(Collected data)
* * * * *

sql_enum! {
    /// Parameters that can be set for a session, and by default on users and the account.
    pub enum SessionParameter {
        AbortDetachedQuery => "ABORT_DETACHED_QUERY",
        Autocommit => "AUTOCOMMIT",
        BinaryInputFormat => "BINARY_INPUT_FORMAT",
        BinaryOutputFormat => "BINARY_OUTPUT_FORMAT",
        ClientEnableLogInfoStatementParameters => "CLIENT_ENABLE_LOG_INFO_STATEMENT_PARAMETERS",
        ClientMemoryLimit => "CLIENT_MEMORY_LIMIT",
        ClientMetadataRequestUseConnectionCtx => "CLIENT_METADATA_REQUEST_USE_CONNECTION_CTX",
        ClientPrefetchThreads => "CLIENT_PREFETCH_THREADS",
        ClientResultChunkSize => "CLIENT_RESULT_CHUNK_SIZE",
        ClientResultColumnCaseInsensitive => "CLIENT_RESULT_COLUMN_CASE_INSENSITIVE",
        ClientSessionKeepAlive => "CLIENT_SESSION_KEEP_ALIVE",
        ClientSessionKeepAliveHeartbeatFrequency => "CLIENT_SESSION_KEEP_ALIVE_HEARTBEAT_FREQUENCY",
        ClientTimestampTypeMapping => "CLIENT_TIMESTAMP_TYPE_MAPPING",
        DateInputFormat => "DATE_INPUT_FORMAT",
        DateOutputFormat => "DATE_OUTPUT_FORMAT",
        EnableUnloadPhysicalTypeOptimization => "ENABLE_UNLOAD_PHYSICAL_TYPE_OPTIMIZATION",
        ErrorOnNondeterministicMerge => "ERROR_ON_NONDETERMINISTIC_MERGE",
        ErrorOnNondeterministicUpdate => "ERROR_ON_NONDETERMINISTIC_UPDATE",
        GeographyOutputFormat => "GEOGRAPHY_OUTPUT_FORMAT",
        GeometryOutputFormat => "GEOMETRY_OUTPUT_FORMAT",
        HybridTableLockTimeout => "HYBRID_TABLE_LOCK_TIMEOUT",
        JdbcTreatDecimalAsInt => "JDBC_TREAT_DECIMAL_AS_INT",
        JdbcUseSessionTimezone => "JDBC_USE_SESSION_TIMEZONE",
        JsonIndent => "JSON_INDENT",
        LockTimeout => "LOCK_TIMEOUT",
        LogLevel => "LOG_LEVEL",
        MultiStatementCount => "MULTI_STATEMENT_COUNT",
        NoorderSequenceAsDefault => "NOORDER_SEQUENCE_AS_DEFAULT",
        OdbcTreatDecimalAsInt => "ODBC_TREAT_DECIMAL_AS_INT",
        QueryTag => "QUERY_TAG",
        QuotedIdentifiersIgnoreCase => "QUOTED_IDENTIFIERS_IGNORE_CASE",
        RowsPerResultset => "ROWS_PER_RESULTSET",
        S3StageVpceDnsName => "S3_STAGE_VPCE_DNS_NAME",
        SearchPath => "SEARCH_PATH",
        SimulatedDataSharingConsumer => "SIMULATED_DATA_SHARING_CONSUMER",
        StatementQueuedTimeoutInSeconds => "STATEMENT_QUEUED_TIMEOUT_IN_SECONDS",
        StatementTimeoutInSeconds => "STATEMENT_TIMEOUT_IN_SECONDS",
        StrictJsonOutput => "STRICT_JSON_OUTPUT",
        TimeInputFormat => "TIME_INPUT_FORMAT",
        TimeOutputFormat => "TIME_OUTPUT_FORMAT",
        TimestampDayIsAlways24h => "TIMESTAMP_DAY_IS_ALWAYS_24H",
        TimestampInputFormat => "TIMESTAMP_INPUT_FORMAT",
        TimestampLtzOutputFormat => "TIMESTAMP_LTZ_OUTPUT_FORMAT",
        TimestampNtzOutputFormat => "TIMESTAMP_NTZ_OUTPUT_FORMAT",
        TimestampOutputFormat => "TIMESTAMP_OUTPUT_FORMAT",
        TimestampTypeMapping => "TIMESTAMP_TYPE_MAPPING",
        TimestampTzOutputFormat => "TIMESTAMP_TZ_OUTPUT_FORMAT",
        Timezone => "TIMEZONE",
        TraceLevel => "TRACE_LEVEL",
        TransactionAbortOnError => "TRANSACTION_ABORT_ON_ERROR",
        TransactionDefaultIsolationLevel => "TRANSACTION_DEFAULT_ISOLATION_LEVEL",
        TwoDigitCenturyStart => "TWO_DIGIT_CENTURY_START",
        UnsupportedDdlAction => "UNSUPPORTED_DDL_ACTION",
        UseCachedResult => "USE_CACHED_RESULT",
        WeekOfYearPolicy => "WEEK_OF_YEAR_POLICY",
        WeekStart => "WEEK_START",
    }
}
mod common;

use common::{client, statements, MockConnection};
use floe_sdk::resources::procedures::{
    CreateProcedureForSqlRequest, ProcedureArgument, ProcedureReturns,
};
use floe_sdk::{Error, Row, SchemaObjectIdentifier, SchemaObjectIdentifierWithArguments, Value};

fn procedure_row(arguments: &str) -> Row {
    Row::new()
        .with("created_on", Value::Null)
        .with("name", "P")
        .with("schema_name", "S")
        .with("catalog_name", "DB")
        .with("is_builtin", "N")
        .with("is_aggregate", "N")
        .with("is_ansi", "N")
        .with("min_num_arguments", 1_i64)
        .with("max_num_arguments", 1_i64)
        .with("arguments", arguments)
        .with("description", "user-defined procedure")
        .with("is_table_function", "N")
        .with("valid_for_clustering", "N")
        .with("is_secure", "N")
}

#[tokio::test]
async fn test_create_returns_usable_id() {
    let client = client(MockConnection::new());
    let request = CreateProcedureForSqlRequest::new(
        SchemaObjectIdentifier::new("DB", "S", "P"),
        ProcedureReturns::Scalar {
            data_type: "VARCHAR".to_string(),
            nullable: None,
        },
        "BEGIN RETURN 'x'; END;",
    )
    .with_arguments(vec![ProcedureArgument::new("n", "NUMBER")]);

    client.procedures().create_for_sql(&request).await.unwrap();

    assert_eq!(
        statements(&client),
        vec![
            r#"CREATE PROCEDURE "DB"."S"."P" ("n" NUMBER) RETURNS VARCHAR LANGUAGE SQL AS $$BEGIN RETURN 'x'; END;$$"#
        ]
    );
    assert_eq!(
        request.id(),
        SchemaObjectIdentifierWithArguments::new("DB", "S", "P", vec!["NUMBER".to_string()])
    );
}

#[tokio::test]
async fn test_show_by_id_selects_overload() {
    let client = client(MockConnection::new().on(
        "SHOW PROCEDURES",
        vec![
            procedure_row("P(VARCHAR) RETURN VARCHAR"),
            procedure_row("P(NUMBER) RETURN VARCHAR"),
        ],
    ));
    let id = SchemaObjectIdentifierWithArguments::new("DB", "S", "P", vec!["NUMBER".to_string()]);

    let found = client.procedures().show_by_id(&id).await.unwrap();

    assert_eq!(found.arguments_raw, "P(NUMBER) RETURN VARCHAR");
    assert_eq!(found.id(), Some(id));
    assert_eq!(
        statements(&client),
        vec![r#"SHOW PROCEDURES LIKE 'P' IN SCHEMA "DB"."S""#]
    );
}

#[tokio::test]
async fn test_show_by_id_without_matching_overload() {
    let client = client(MockConnection::new().on(
        "SHOW PROCEDURES",
        vec![procedure_row("P(VARCHAR) RETURN VARCHAR")],
    ));
    let id = SchemaObjectIdentifierWithArguments::new("DB", "S", "P", vec![]);

    let err = client.procedures().show_by_id(&id).await.unwrap_err();
    assert!(matches!(err, Error::ObjectNotFound));
}

#[tokio::test]
async fn test_call_returns_rows() {
    let client = client(MockConnection::new().on(
        "CALL",
        vec![Row::new().with("P", "done")],
    ));

    let rows = client
        .procedures()
        .call(
            &SchemaObjectIdentifier::new("DB", "S", "P"),
            vec!["42".to_string()],
        )
        .await
        .unwrap();

    assert_eq!(rows.len(), 1);
    assert_eq!(rows[0].get("P"), Some(&Value::Text("done".to_string())));
    assert_eq!(statements(&client), vec![r#"CALL "DB"."S"."P" (42)"#]);
}
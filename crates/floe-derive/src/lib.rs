//! Derive macro for declarative SQL option structs.
//!
//! This crate provides the `#[derive(SqlOptions)]` macro. Each field carries a
//! `#[sql(...)]` rendering directive; the generated `RenderSql` impl walks the
//! fields in declaration order and hands every field to the matching strategy
//! function in `floe_sdk::render`.

use proc_macro::TokenStream;
use proc_macro2::TokenStream as TokenStream2;
use quote::quote;
use syn::{Attribute, Data, DeriveInput, Expr, Fields, Ident, Lit, parse_macro_input};

/// Derives `RenderSql` and `ListItem` for a struct of rendering directives.
///
/// # Struct Attributes
///
/// - `#[sql(separator = ", ")]` - Joins the struct's tokens with the given
///   separator instead of a single space
///
/// # Field Attributes
///
/// - `#[sql(static = "TOKEN")]` - Always emits `TOKEN`
/// - `#[sql(keyword)]`, `#[sql(keyword = "TOKEN")]` - Emits `TOKEN` (and the
///   value's own keyword, for enums) when the value is set
/// - `#[sql(parameter = "KEY", ...)]` - Emits `KEY = value`; modifiers are
///   `single_quotes`, `double_quotes`, `double_dollar_quotes`, `no_quotes`,
///   `no_equals` and `parentheses`
/// - `#[sql(identifier)]`, `#[sql(identifier = "TOKEN", equals)]` - Emits the
///   fully qualified name
/// - `#[sql(list = "TOKEN", ...)]` - Emits a comma separated list; modifiers
///   are `must_parentheses`, `no_parentheses`, `no_comma` and `equals`
/// - `#[sql(nested)]`, `#[sql(nested = "TOKEN")]` - Renders a nested struct
///
/// Fields without a `#[sql]` attribute are not rendered.
#[proc_macro_derive(SqlOptions, attributes(sql))]
pub fn derive_sql_options(input: TokenStream) -> TokenStream {
    let input = parse_macro_input!(input as DeriveInput);
    derive_sql_options_impl(input)
        .unwrap_or_else(|e| e.to_compile_error())
        .into()
}

fn derive_sql_options_impl(input: DeriveInput) -> syn::Result<TokenStream2> {
    let struct_name = &input.ident;
    let separator = get_separator(&input.attrs)?;

    let fields = match &input.data {
        Data::Struct(data) => match &data.fields {
            Fields::Named(fields) => &fields.named,
            Fields::Unit => {
                return Err(syn::Error::new_spanned(
                    &input,
                    "SqlOptions derive needs at least one annotated field",
                ));
            }
            Fields::Unnamed(_) => {
                return Err(syn::Error::new_spanned(
                    &input,
                    "SqlOptions derive only supports structs with named fields",
                ));
            }
        },
        _ => {
            return Err(syn::Error::new_spanned(
                &input,
                "SqlOptions derive only supports structs",
            ));
        }
    };

    let mut statements: Vec<TokenStream2> = Vec::new();
    for field in fields {
        let Some(field_name) = field.ident.as_ref() else {
            continue;
        };
        if let Some(directive) = parse_field_directive(&field.attrs)? {
            statements.push(directive.to_tokens(field_name));
        }
    }

    let body = match separator {
        Some(separator) => quote! {
            let mut __inner = ::floe_sdk::render::SqlWriter::with_separator(#separator);
            {
                let __w = &mut __inner;
                #(#statements)*
            }
            __out.push_token(__inner.finish());
        },
        None => quote! {
            let __w = __out;
            #(#statements)*
        },
    };

    let (impl_generics, ty_generics, where_clause) = input.generics.split_for_impl();

    let expanded = quote! {
        impl #impl_generics ::floe_sdk::render::RenderSql for #struct_name #ty_generics #where_clause {
            fn render_sql(
                &self,
                __out: &mut ::floe_sdk::render::SqlWriter,
            ) -> ::core::result::Result<(), ::floe_sdk::render::RenderError> {
                #body
                ::core::result::Result::Ok(())
            }
        }

        impl #impl_generics ::floe_sdk::render::ListItem for #struct_name #ty_generics #where_clause {
            fn list_item(&self) -> ::core::result::Result<
                ::std::string::String,
                ::floe_sdk::render::RenderError,
            > {
                ::floe_sdk::render::render(self)
            }
        }
    };

    Ok(expanded)
}

#[derive(Clone, Copy, PartialEq, Eq)]
enum Kind {
    Static,
    Keyword,
    Parameter,
    Identifier,
    List,
    Nested,
}

#[derive(Clone, Copy)]
enum Quotes {
    None,
    Single,
    Double,
    DoubleDollar,
}

#[derive(Clone, Copy)]
enum ListParentheses {
    Default,
    Must,
    None,
}

struct Directive {
    kind: Kind,
    token: Option<String>,
    quotes: Quotes,
    no_equals: bool,
    equals: bool,
    parentheses: bool,
    list_parentheses: ListParentheses,
    no_comma: bool,
}

impl Directive {
    fn to_tokens(&self, field: &Ident) -> TokenStream2 {
        let token = match &self.token {
            Some(token) => quote! { ::core::option::Option::Some(#token) },
            None => quote! { ::core::option::Option::None },
        };

        match self.kind {
            Kind::Static => {
                let value = self.token.clone().unwrap_or_default();
                quote! {
                    __w.push_token(#value);
                }
            }
            Kind::Keyword => quote! {
                ::floe_sdk::render::keyword(__w, &self.#field, #token);
            },
            Kind::Parameter => {
                let quotes = match self.quotes {
                    Quotes::None => quote! { ::floe_sdk::render::Quotes::None },
                    Quotes::Single => quote! { ::floe_sdk::render::Quotes::Single },
                    Quotes::Double => quote! { ::floe_sdk::render::Quotes::Double },
                    Quotes::DoubleDollar => quote! { ::floe_sdk::render::Quotes::DoubleDollar },
                };
                let equals = !self.no_equals;
                let parentheses = self.parentheses;
                quote! {
                    ::floe_sdk::render::parameter(
                        __w,
                        &self.#field,
                        &::floe_sdk::render::ParameterDirective {
                            key: #token,
                            quotes: #quotes,
                            equals: #equals,
                            parentheses: #parentheses,
                        },
                    )?;
                }
            }
            Kind::Identifier => {
                let equals = self.equals;
                quote! {
                    ::floe_sdk::render::identifier(__w, &self.#field, #token, #equals)?;
                }
            }
            Kind::List => {
                let parentheses = match self.list_parentheses {
                    ListParentheses::Default => {
                        quote! { ::floe_sdk::render::ListParentheses::Default }
                    }
                    ListParentheses::Must => quote! { ::floe_sdk::render::ListParentheses::Must },
                    ListParentheses::None => quote! { ::floe_sdk::render::ListParentheses::None },
                };
                let separator = if self.no_comma { " " } else { ", " };
                let equals = self.equals;
                quote! {
                    ::floe_sdk::render::list(
                        __w,
                        &self.#field,
                        &::floe_sdk::render::ListDirective {
                            token: #token,
                            parentheses: #parentheses,
                            separator: #separator,
                            equals: #equals,
                        },
                    )?;
                }
            }
            Kind::Nested => quote! {
                ::floe_sdk::render::nested(__w, &self.#field, #token)?;
            },
        }
    }
}

fn get_separator(attrs: &[Attribute]) -> syn::Result<Option<String>> {
    let mut separator = None;
    for attr in attrs {
        if attr.path().is_ident("sql") {
            attr.parse_nested_meta(|meta| {
                if meta.path.is_ident("separator") {
                    separator = Some(parse_string_value(&meta)?);
                    Ok(())
                } else {
                    Err(meta.error("unsupported struct-level sql attribute"))
                }
            })?;
        }
    }
    Ok(separator)
}

fn parse_field_directive(attrs: &[Attribute]) -> syn::Result<Option<Directive>> {
    let mut result: Option<Directive> = None;

    for attr in attrs {
        if !attr.path().is_ident("sql") {
            continue;
        }

        let mut kind = None;
        let mut directive = Directive {
            kind: Kind::Keyword,
            token: None,
            quotes: Quotes::None,
            no_equals: false,
            equals: false,
            parentheses: false,
            list_parentheses: ListParentheses::Default,
            no_comma: false,
        };

        attr.parse_nested_meta(|meta| {
            let found = if meta.path.is_ident("static") {
                Some(Kind::Static)
            } else if meta.path.is_ident("keyword") {
                Some(Kind::Keyword)
            } else if meta.path.is_ident("parameter") {
                Some(Kind::Parameter)
            } else if meta.path.is_ident("identifier") {
                Some(Kind::Identifier)
            } else if meta.path.is_ident("list") {
                Some(Kind::List)
            } else if meta.path.is_ident("nested") {
                Some(Kind::Nested)
            } else {
                None
            };

            if let Some(found) = found {
                if kind.is_some() {
                    return Err(meta.error("only one rendering directive is allowed per field"));
                }
                kind = Some(found);
                if meta.input.peek(syn::Token![=]) {
                    directive.token = Some(parse_string_value(&meta)?);
                }
                return Ok(());
            }

            if meta.path.is_ident("single_quotes") {
                directive.quotes = Quotes::Single;
            } else if meta.path.is_ident("double_quotes") {
                directive.quotes = Quotes::Double;
            } else if meta.path.is_ident("double_dollar_quotes") {
                directive.quotes = Quotes::DoubleDollar;
            } else if meta.path.is_ident("no_quotes") {
                directive.quotes = Quotes::None;
            } else if meta.path.is_ident("no_equals") {
                directive.no_equals = true;
            } else if meta.path.is_ident("equals") {
                directive.equals = true;
            } else if meta.path.is_ident("parentheses") {
                directive.parentheses = true;
            } else if meta.path.is_ident("must_parentheses") {
                directive.list_parentheses = ListParentheses::Must;
            } else if meta.path.is_ident("no_parentheses") {
                directive.list_parentheses = ListParentheses::None;
            } else if meta.path.is_ident("no_comma") {
                directive.no_comma = true;
            } else {
                return Err(meta.error("unsupported sql field attribute"));
            }
            Ok(())
        })?;

        let Some(kind) = kind else {
            return Err(syn::Error::new_spanned(
                attr,
                "expected one of static, keyword, parameter, identifier, list or nested",
            ));
        };
        if kind == Kind::Static && directive.token.is_none() {
            return Err(syn::Error::new_spanned(
                attr,
                "static directive needs a token, e.g. #[sql(static = \"CREATE\")]",
            ));
        }
        if result.is_some() {
            return Err(syn::Error::new_spanned(
                attr,
                "only one sql attribute is allowed per field",
            ));
        }
        directive.kind = kind;
        result = Some(directive);
    }

    Ok(result)
}

fn parse_string_value(meta: &syn::meta::ParseNestedMeta<'_>) -> syn::Result<String> {
    let value: Expr = meta.value()?.parse()?;
    if let Expr::Lit(lit) = &value {
        if let Lit::Str(s) = &lit.lit {
            return Ok(s.value());
        }
    }
    Err(syn::Error::new_spanned(value, "expected a string literal"))
}
//! Stage locations.

use std::fmt;

use crate::identifiers::{ObjectIdentifier, SchemaObjectIdentifier};
use crate::render::{ParameterValue, RenderError};

/// A path inside a named stage, rendered as `@"db"."schema"."stage"/path`.
#[derive(Debug, Clone, Default, PartialEq, Eq, Hash)]
pub struct StageLocation {
    stage: SchemaObjectIdentifier,
    path: String,
}

impl StageLocation {
    /// Creates a location; leading and trailing `/` are trimmed from `path`.
    pub fn new(stage: SchemaObjectIdentifier, path: impl Into<String>) -> Self {
        let path = path.into();
        Self {
            stage,
            path: path.trim_matches('/').to_string(),
        }
    }

    /// The stage.
    #[must_use]
    pub fn stage(&self) -> &SchemaObjectIdentifier {
        &self.stage
    }

    /// The path inside the stage.
    #[must_use]
    pub fn path(&self) -> &str {
        &self.path
    }

    /// The SQL fragment; empty when any stage component is empty.
    #[must_use]
    pub fn to_sql(&self) -> String {
        if self.stage.components().iter().any(|c| c.is_empty()) {
            return String::new();
        }
        let stage = self.stage.fully_qualified_name();
        if self.path.is_empty() {
            format!("@{stage}")
        } else {
            format!("@{stage}/{}", self.path)
        }
    }
}

impl fmt::Display for StageLocation {
    fn fmt(&self, f: &mut fmt::Formatter<'_>) -> fmt::Result {
        f.write_str(&self.to_sql())
    }
}

impl ParameterValue for StageLocation {
    fn parameter_set(&self) -> bool {
        !self.to_sql().is_empty()
    }

    fn parameter_value(&self) -> Result<String, RenderError> {
        Ok(self.to_sql())
    }
}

* * * * *

ASSIGNMENT — Please transcribe only the lines in the records above running from the line that has "Quotes::Single => quote!" through the line that has "fn get_separator(attrs: &[Attribute])", both included, exactly as they appear.

EXERCISE SOLUTION —
                    Quotes::Single => quote! { ::floe_sdk::render::Quotes::Single },
                    Quotes::Double => quote! { ::floe_sdk::render::Quotes::Double },
                    Quotes::DoubleDollar => quote! { ::floe_sdk::render::Quotes::DoubleDollar },
                };
                let equals = !self.no_equals;
                let parentheses = self.parentheses;
                quote! {
                    ::floe_sdk::render::parameter(
                        __w,
                        &self.#field,
                        &::floe_sdk::render::ParameterDirective {
                            key: #token,
                            quotes: #quotes,
                            equals: #equals,
                            parentheses: #parentheses,
                        },
                    )?;
                }
            }
            Kind::Identifier => {
                let equals = self.equals;
                quote! {
                    ::floe_sdk::render::identifier(__w, &self.#field, #token, #equals)?;
                }
            }
            Kind::List => {
                let parentheses = match self.list_parentheses {
                    ListParentheses::Default => {
                        quote! { ::floe_sdk::render::ListParentheses::Default }
                    }
                    ListParentheses::Must => quote! { ::floe_sdk::render::ListParentheses::Must },
                    ListParentheses::None => quote! { ::floe_sdk::render::ListParentheses::None },
                };
                let separator = if self.no_comma { " " } else { ", " };
                let equals = self.equals;
                quote! {
                    ::floe_sdk::render::list(
                        __w,
                        &self.#field,
                        &::floe_sdk::render::ListDirective {
                            token: #token,
                            parentheses: #parentheses,
                            separator: #separator,
                            equals: #equals,
                        },
                    )?;
                }
            }
            Kind::Nested => quote! {
                ::floe_sdk::render::nested(__w, &self.#field, #token)?;
            },
        }
    }
}

fn get_separator(attrs: &[Attribute]) -> syn::Result<Option<String>> {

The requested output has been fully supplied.